**PROBLEM REQUIREMENTS**
Show every line in the records below that contains the word "lock".

**THE DATA**
//! Singleton lifecycle tunables
//!
//! These govern the detached server's start/stop protocol: how long a
//! starter waits for the port, how long the quiet window is before the
//! server is stopped, and where the PID file, lock directory, and log live.

use serde::Deserialize;
use std::path::PathBuf;

/// Inclusive bound on the shutdown grace window, seconds.
const MAX_STOP_GRACE_SECONDS: u64 = 300;

/// Inclusive bounds on the startup wait, seconds.
const MIN_START_WAIT_SECONDS: u64 = 1;
const MAX_START_WAIT_SECONDS: u64 = 60;

/// Lifecycle configuration, range-clamped at load.
#[derive(Debug, Clone)]
pub struct LifecycleConfig {
    /// Quiet window between client exit and server shutdown. Zero stops
    /// immediately.
    pub stop_grace_seconds: u64,

    /// Deadline for the port to come up after a start.
    pub start_wait_seconds: u64,

    /// Directory holding `proxy.pid`, `lock/`, `proxy.log`, and the
    /// structured log file.
    pub state_dir: PathBuf,
}

impl Default for LifecycleConfig {
    fn default() -> Self {
        Self {
            stop_grace_seconds: 8,
            start_wait_seconds: 8,
            state_dir: default_state_dir(),
        }
    }
}

fn default_state_dir() -> PathBuf {
    dirs::home_dir()
        .map(|h| h.join(".cc-glm"))
        .unwrap_or_else(|| PathBuf::from(".cc-glm"))
}

/// `[lifecycle]` section as written in the config file.
#[derive(Debug, Deserialize, Default)]
pub(crate) struct FileLifecycle {
    pub stop_grace_seconds: Option<u64>,
    pub start_wait_seconds: Option<u64>,
    pub state_dir: Option<PathBuf>,
}

impl LifecycleConfig {
    pub(crate) fn from_file(file: Option<FileLifecycle>) -> Self {
        let file = file.unwrap_or_default();
        let defaults = Self::default();

        let stop_grace_seconds = file
            .stop_grace_seconds
            .unwrap_or(defaults.stop_grace_seconds)
            .min(MAX_STOP_GRACE_SECONDS);

        let start_wait_seconds = file
            .start_wait_seconds
            .unwrap_or(defaults.start_wait_seconds)
            .clamp(MIN_START_WAIT_SECONDS, MAX_START_WAIT_SECONDS);

        let state_dir = file.state_dir.unwrap_or(defaults.state_dir);

        Self {
            stop_grace_seconds,
            start_wait_seconds,
            state_dir,
        }
    }
}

**YOUR RESPONSE**
//! server is stopped, and where the PID file, lock directory, and log live.
    /// Directory holding `proxy.pid`, `lock/`, `proxy.log`, and the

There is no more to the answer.